Ini adalah kali yang ke tiga
saya ke Thailand dan kali yang ke dua perjalanan kami untuk berwisata agro ke
Thailand. Pertama kali ke Thailand saat masih aktif di TNI AU pada tahun 1994
dalam rangka pertukaran kunjungan perwira (officers exchange visit) TNI AU
dengan RTAF. Tahun lalu kami berenam ke Thailand Selatan dengan obyek
agrowisata ke Supattra Land di Provinsi Rayong dan Silver Lake di Propinsi
Chonburry, termasuk melihat Bangkok dan Pattaya. Di Supattra Land kami meninjau
perkebunan buah seperti durian, jambu, mangga, kelengkeng, manggis,
anggur dan sebagainya. Sedangkan di Silver Lake utamanya adalah perkebunan
anggur, disamping ada buah labu, buah naga serta taman bunga yang cukup luas
dan tertata sangat indah.

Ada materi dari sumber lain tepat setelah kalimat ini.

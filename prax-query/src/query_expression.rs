//! The query being built: collection, projection list and recorded operators.

use indexmap::IndexMap;
use serde::{Deserialize, Serialize};
use smol_str::SmolStr;
use tracing::trace;

use crate::error::{QueryError, QueryResult};
use crate::expr::{
    BindingTarget, EntityProjection, Expr, ExprRewriter, ObjectArrayProjection, ProjectionBinding,
    ProjectionMember, ValueBuffer, rewrite_children,
};
use crate::operators::{Overload, QueryOperator, ResultCardinality};
use crate::types::TypeRef;

/// Alias of the single value produced by scalar results.
pub const SCALAR_ALIAS: &str = "_v";

/// One entry of the projection list.
#[derive(Debug, Clone, PartialEq, Serialize, Deserialize)]
pub struct ProjectionEntry {
    /// Field name read from the result document; empty for the document itself.
    pub alias: SmolStr,
    /// Origin of the value.
    pub expr: Expr,
}

/// An operator call recorded by the capture pass.
///
/// Lambda arguments are stored as bodies with the parameter already bound
/// to document references.
#[derive(Debug, Clone, PartialEq, Serialize, Deserialize)]
pub struct QueryOperation {
    /// The operator.
    pub operator: QueryOperator,
    /// Overload shape of the call.
    pub overload: Overload,
    /// Bound arguments.
    pub args: Vec<Expr>,
}

/// A query against one collection.
///
/// Owns the projection list that projection bindings point into. The index
/// and member lookups always agree with the list.
#[derive(Debug, Clone, PartialEq, Serialize, Deserialize)]
pub struct MongoQueryExpression {
    /// Collection queried.
    pub collection: SmolStr,
    /// Root entity type.
    pub entity_type: SmolStr,
    projection: Vec<ProjectionEntry>,
    projection_members: IndexMap<ProjectionMember, usize>,
    #[serde(skip)]
    pending_members: IndexMap<ProjectionMember, Expr>,
    #[serde(skip)]
    pending_entries: Vec<Expr>,
    captured: Option<Expr>,
    /// Operators in application order.
    pub operations: Vec<QueryOperation>,
    /// Result cardinality.
    pub cardinality: ResultCardinality,
    /// The terminal operator, if any.
    pub result_operator: Option<QueryOperator>,
    /// Whether a `Distinct` was applied.
    pub is_distinct: bool,
}

impl MongoQueryExpression {
    /// A query over `collection` projecting whole `entity_type` documents.
    pub fn new(collection: impl Into<SmolStr>, entity_type: impl Into<SmolStr>) -> Self {
        let entity_type = entity_type.into();
        let mut projection_members = IndexMap::new();
        projection_members.insert(ProjectionMember::root(), 0);
        Self {
            collection: collection.into(),
            projection: vec![ProjectionEntry {
                alias: SmolStr::default(),
                expr: Expr::EntityProjection(EntityProjection {
                    entity_type: entity_type.clone(),
                    path: vec![],
                }),
            }],
            entity_type,
            projection_members,
            pending_members: IndexMap::new(),
            pending_entries: vec![],
            captured: None,
            operations: vec![],
            cardinality: ResultCardinality::Enumerable,
            result_operator: None,
            is_distinct: false,
        }
    }

    /// Store the outermost expression of the chain. Later calls are ignored.
    pub fn capture_expression(&mut self, expr: &Expr) {
        if self.captured.is_none() {
            self.captured = Some(expr.clone());
        }
    }

    /// The captured expression.
    pub fn captured_expression(&self) -> Option<&Expr> {
        self.captured.as_ref()
    }

    /// The projection list.
    pub fn projection(&self) -> &[ProjectionEntry] {
        &self.projection
    }

    /// Projection index mapped to a member path.
    pub fn member_index(&self, member: &ProjectionMember) -> Option<usize> {
        self.projection_members.get(member).copied()
    }

    /// Projection index a binding target points at.
    pub fn index_of(&self, target: &BindingTarget) -> QueryResult<usize> {
        let index = match target {
            BindingTarget::Index(i) => Some(*i).filter(|i| *i < self.projection.len()),
            BindingTarget::Member(m) => self.member_index(m),
        };
        index.ok_or_else(|| QueryError::unresolved_binding(target))
    }

    /// Projection entry a binding target points at.
    pub fn resolve(&self, target: &BindingTarget) -> QueryResult<&ProjectionEntry> {
        let index = self.index_of(target)?;
        Ok(&self.projection[index])
    }

    /// Check if the projection is the whole root document.
    pub fn is_identity_projection(&self) -> bool {
        matches!(
            self.projection.as_slice(),
            [ProjectionEntry { alias, expr: Expr::EntityProjection(p) }]
                if alias.is_empty() && p.path.is_empty()
        )
    }

    /// Start collecting a new projection.
    pub fn begin_projection(&mut self) {
        self.pending_members.clear();
        self.pending_entries.clear();
    }

    /// Map a member path to a projected value.
    pub fn add_pending_member(&mut self, member: ProjectionMember, expr: Expr) {
        self.pending_members.insert(member, expr);
    }

    /// Add a positional projected value, returning its final index.
    ///
    /// Positional entries precede member entries once the projection is
    /// applied, so the returned index stays valid.
    pub fn add_pending_entry(&mut self, expr: Expr) -> usize {
        if let Some(existing) = self.pending_entries.iter().position(|e| *e == expr) {
            return existing;
        }
        self.pending_entries.push(expr);
        self.pending_entries.len() - 1
    }

    /// Replace the projection with the collected entries.
    pub fn apply_projection(&mut self) {
        let mut projection = Vec::with_capacity(self.pending_entries.len() + self.pending_members.len());
        let mut members = IndexMap::with_capacity(self.pending_members.len());

        for expr in std::mem::take(&mut self.pending_entries) {
            let alias = unique_alias(&projection, positional_alias(&expr));
            projection.push(ProjectionEntry { alias, expr });
        }
        for (member, expr) in std::mem::take(&mut self.pending_members) {
            let alias = if member.is_root() {
                match &expr {
                    Expr::EntityProjection(p) if p.path.is_empty() => SmolStr::default(),
                    _ => SmolStr::new(SCALAR_ALIAS),
                }
            } else {
                let names: Vec<&str> = member.names().iter().map(SmolStr::as_str).collect();
                SmolStr::new(names.join("_"))
            };
            let alias = unique_alias(&projection, alias);
            members.insert(member, projection.len());
            projection.push(ProjectionEntry { alias, expr });
        }

        trace!(entries = projection.len(), "Projection applied");
        self.projection = projection;
        self.projection_members = members;
    }

    /// Project a single scalar value under the reserved alias.
    pub fn set_scalar_result(&mut self, ty: TypeRef) {
        let mut members = IndexMap::new();
        members.insert(ProjectionMember::root(), 0);
        self.projection = vec![ProjectionEntry {
            alias: SmolStr::new(SCALAR_ALIAS),
            expr: Expr::Field(crate::expr::FieldRef {
                path: vec![SmolStr::new(SCALAR_ALIAS)],
                property: None,
                ty,
            }),
        }];
        self.projection_members = members;
    }

    /// Record an operator call.
    pub fn push_operation(&mut self, operator: QueryOperator, overload: Overload, args: Vec<Expr>) {
        self.operations.push(QueryOperation {
            operator,
            overload,
            args,
        });
    }

    /// Replace shapers and bindings in `expr` with the document references
    /// they currently point at.
    ///
    /// Predicates and keys are bound this way when captured, so later
    /// projections cannot invalidate them.
    pub fn inline_bindings(&self, expr: Expr) -> QueryResult<Expr> {
        BindingInliner { query: self }.rewrite(expr)
    }
}

struct BindingInliner<'a> {
    query: &'a MongoQueryExpression,
}

impl ExprRewriter for BindingInliner<'_> {
    fn rewrite(&mut self, expr: Expr) -> QueryResult<Expr> {
        match expr {
            Expr::ProjectionBinding(ProjectionBinding { target, .. }) => {
                Ok(self.query.resolve(&target)?.expr.clone())
            }
            Expr::Include(include) => self.rewrite(*include.entity),
            Expr::StructuralShaper(shaper) => match &shaper.value_buffer {
                ValueBuffer::Binding(binding) => {
                    match &self.query.resolve(&binding.target)?.expr {
                        Expr::EntityProjection(p) => Ok(Expr::EntityProjection(EntityProjection {
                            entity_type: shaper.entity_type.clone(),
                            path: p.path.clone(),
                        })),
                        other => Err(QueryError::translation_failed_because(
                            other,
                            "entity shaper is not bound to a document",
                        )),
                    }
                }
                _ => Err(QueryError::translation_failed(&shaper.entity_type)),
            },
            Expr::CollectionShaper(shaper) => match &shaper.value_buffer {
                ValueBuffer::Binding(binding) => {
                    match &self.query.resolve(&binding.target)?.expr {
                        Expr::ObjectArray(p) => Ok(Expr::ObjectArray(ObjectArrayProjection {
                            entity_type: shaper.entity_type.clone(),
                            path: p.path.clone(),
                            navigation: p.navigation.clone(),
                        })),
                        other => Err(QueryError::translation_failed_because(
                            other,
                            "collection shaper is not bound to an array",
                        )),
                    }
                }
                _ => Err(QueryError::translation_failed(&shaper.entity_type)),
            },
            other => rewrite_children(self, other),
        }
    }
}

fn positional_alias(expr: &Expr) -> SmolStr {
    let path = match expr {
        Expr::Field(f) => &f.path,
        Expr::EntityProjection(p) => &p.path,
        Expr::ObjectArray(p) => &p.path,
        _ => return SmolStr::new(SCALAR_ALIAS),
    };
    if path.is_empty() {
        return SmolStr::new("_root");
    }
    let names: Vec<&str> = path.iter().map(SmolStr::as_str).collect();
    SmolStr::new(names.join("_"))
}

fn unique_alias(projection: &[ProjectionEntry], alias: SmolStr) -> SmolStr {
    if !projection.iter().any(|e| e.alias == alias) {
        return alias;
    }
    (1..)
        .map(|n| SmolStr::new(format!("{}{}", alias, n)))
        .find(|candidate| !projection.iter().any(|e| e.alias == *candidate))
        .unwrap_or(alias)
}

#[cfg(test)]
mod tests {
    use super::*;
    use crate::expr::FieldRef;
    use prax_model::ScalarKind;
    use pretty_assertions::assert_eq;

    fn field(name: &str) -> Expr {
        Expr::Field(FieldRef {
            path: vec![SmolStr::new(name)],
            property: Some(SmolStr::new(name)),
            ty: TypeRef::scalar(ScalarKind::String),
        })
    }

    #[test]
    fn test_identity_projection() {
        let query = MongoQueryExpression::new("movies", "Movie");
        assert!(query.is_identity_projection());
        assert_eq!(query.member_index(&ProjectionMember::root()), Some(0));
    }

    #[test]
    fn test_apply_projection_orders_positional_first() {
        let mut query = MongoQueryExpression::new("movies", "Movie");
        query.begin_projection();
        query.add_pending_member(ProjectionMember::from_names(["Name"]), field("Title"));
        let first = query.add_pending_entry(field("Year"));
        let again = query.add_pending_entry(field("Year"));
        query.apply_projection();

        assert_eq!(first, again);
        let aliases: Vec<&str> = query.projection().iter().map(|e| e.alias.as_str()).collect();
        assert_eq!(aliases, vec!["Year", "Name"]);
        assert_eq!(
            query.member_index(&ProjectionMember::from_names(["Name"])),
            Some(1)
        );
        assert!(!query.is_identity_projection());
    }

    #[test]
    fn test_duplicate_aliases_get_suffix() {
        let mut query = MongoQueryExpression::new("movies", "Movie");
        query.begin_projection();
        query.add_pending_entry(field("Title"));
        query.add_pending_member(ProjectionMember::from_names(["Title"]), field("Plot"));
        query.apply_projection();
        let aliases: Vec<&str> = query.projection().iter().map(|e| e.alias.as_str()).collect();
        assert_eq!(aliases, vec!["Title", "Title1"]);
    }

    #[test]
    fn test_capture_is_write_once() {
        let mut query = MongoQueryExpression::new("movies", "Movie");
        query.capture_expression(&Expr::root("Movie"));
        query.capture_expression(&Expr::null());
        assert_eq!(query.captured_expression(), Some(&Expr::root("Movie")));
    }

    #[test]
    fn test_unresolved_binding() {
        let query = MongoQueryExpression::new("movies", "Movie");
        let err = query
            .resolve(&BindingTarget::Member(ProjectionMember::from_names(["X"])))
            .unwrap_err();
        assert_eq!(err.code, crate::error::ErrorCode::UnresolvedProjectionBinding);
    }
}
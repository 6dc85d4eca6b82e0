//! Vector index declarations.

use serde::{Deserialize, Serialize};
use smol_str::SmolStr;

/// Similarity function of a vector index.
#[derive(Debug, Clone, Copy, PartialEq, Eq, Serialize, Deserialize)]
pub enum Similarity {
    /// Cosine similarity.
    Cosine,
    /// Euclidean distance.
    Euclidean,
    /// Dot product.
    DotProduct,
}

impl Similarity {
    /// Name used in index definitions.
    pub fn as_str(&self) -> &'static str {
        match self {
            Self::Cosine => "cosine",
            Self::Euclidean => "euclidean",
            Self::DotProduct => "dotProduct",
        }
    }
}

/// A vector search index over one vector property.
#[derive(Debug, Clone, PartialEq, Serialize, Deserialize)]
pub struct VectorIndex {
    /// Index name.
    pub name: SmolStr,
    /// Property path from the indexed document root, in property names.
    pub property_path: Vec<SmolStr>,
    /// Number of dimensions.
    pub dimensions: u32,
    /// Similarity function.
    pub similarity: Similarity,
}

impl VectorIndex {
    /// Create a vector index for a property path.
    pub fn new(
        name: impl Into<SmolStr>,
        property_path: impl IntoIterator<Item = impl Into<SmolStr>>,
        dimensions: u32,
        similarity: Similarity,
    ) -> Self {
        Self {
            name: name.into(),
            property_path: property_path.into_iter().map(Into::into).collect(),
            dimensions,
            similarity,
        }
    }

    /// Default index name for a property path.
    pub fn default_name(property_path: &[SmolStr]) -> SmolStr {
        let joined: Vec<&str> = property_path.iter().map(SmolStr::as_str).collect();
        SmolStr::new(format!("{}VectorIndex", joined.join("")))
    }

    /// Check if the index covers the given property path.
    pub fn covers(&self, property_path: &[SmolStr]) -> bool {
        self.property_path == property_path
    }
}

#[cfg(test)]
mod tests {
    use super::*;

    #[test]
    fn test_default_name() {
        let path = vec![SmolStr::new("Plot"), SmolStr::new("Embedding")];
        assert_eq!(VectorIndex::default_name(&path), "PlotEmbeddingVectorIndex");
    }

    #[test]
    fn test_covers() {
        let index = VectorIndex::new("idx", ["Embedding"], 3, Similarity::Cosine);
        assert!(index.covers(&[SmolStr::new("Embedding")]));
        assert!(!index.covers(&[SmolStr::new("Other")]));
    }
}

Pada bulan Agustus kemarin kami bersepuluh kembali meninjau
berbagai obyek wisata khususnya yang berhubungan dengan perkebunan dan
pertanaman (agriculture and plantation) di provinsi Chiang Mai dan Chiang Rai Thailand
Utara. Rombongan kami hampir semuanya pakar tanaman, mereka adalah dosen
pertanian ataupun pengusaha perkebunan khususnya kelengkeng yang sudah “go
national”. Hanya saya yang awam pengetahuan
dan pengalaman tentang agrikultur dan juga pertanaman, kecuali hanya sebagai
orang yang bisa menikmati saja.
Kami bersepuluh menamakan diri “Komunitas
Jalan-jalan Yogya”, karena semuanya asli Yogya yang mempunyai hobi
jalan-jalan. Namun “jalan-jalan” yang
kami lakukan sangatlah mandiri, mulai dari perencanaan, menentukan obyek yang
akan dikunjungi, menyusun itinerary (jadwal perjalanan), pengelolaan biaya, dan
semuanya berbasis “backpackers”. Artinya semua dilaksanakan dengan dasar “low
budgeter” alias dana terbatas. Saya pernah menulis di blog ini tentang
“Wisata Backpackers” yang memuat kiat-kiat yang saya lakukan agar bisa jalan-jalan
dengan biaya murah. Semua
komponen wisata mulai dari transportasi udara, transportasi lokal, tempat
tinggal dan makan harus ditekan seminim mungkin, tetapi tetap pada batas aman,
sehat dan nyaman. Perjalanan ini memang baru kali ke dua kami lakukan secara
rombongan. Sebelumnya saya lakukan berdua saja dengan isteri, seperti ke
Singapore, Malaysia, Hongkong, Macau, Shenzhen, Jepang, Australia, Taiwan dan
Turki. Tapi dengan bertambahnya usia terasa ada penurunan kepercayaan diri
kalau bepergian jauh, sehingga butuh teman. Dan ternyata ada yang bersedia menemani bepergian dengan model seperti ini. Menyadari karena usia sudah sepuh, belakangan
ini pada setiap perjalanan saya selalu menggunakan travel insurance.
|
Sebelum masuk ke ruang keberangkatan di Terminal B Bandara Adisutjipto |
|
|
|
Ayo cepet-cepet boarding |
|
Situasi Cabin Airbus 320 AirAsia saat selesai boarding |
Terhitung mulai 17
Agustus 2015, Bandara Adi menggunakan terminal baru (Terminal B) untuk
penerbangan internasional. Yah lumayan
luas dan lebih nyaman dari pada terminal A yang untuk penerbangan internasionalnya
cukup sempit dan terkesan acak-acakan.
Kami meninggalkan Yogya pada hari Sabtu tanggal 22 Agustus 2015 pukul
12.00, yang hanya terlambat beberapa menit dari jadwal pukul 11.45. Tidak ada penerbangan langsung dari Yogya ke
Chiang Mai, oleh karena itu kami transit dulu di Kuala Lumpur dan baru keesokan
harinya menuju Chiang Mai. Sejak 9 Mei
2014, semua penerbangan berbiaya murah di Kuala Lumpur dipindahkan dari LCCT
(Low Cost Carrier Terminal) ke KLIA2 (Kuala Lumpur International Airport
2). Teminal bandara ini mengklaim
sebagai terminal “low cost carrier” paling besar di dunia yang mampu menampung
13 juta penumpang pertahun dan dirancang sebagai Mall Airport, karena di
dalamnya terdapat 220 outlet pertokoan termasuk kuliner. Penerbangan dari Yogya ke KLIA2 berdurasi 2
jam 15 menit dan tepat pukul 15.15 waktu lokal, pesawat mendarat dengan mulus.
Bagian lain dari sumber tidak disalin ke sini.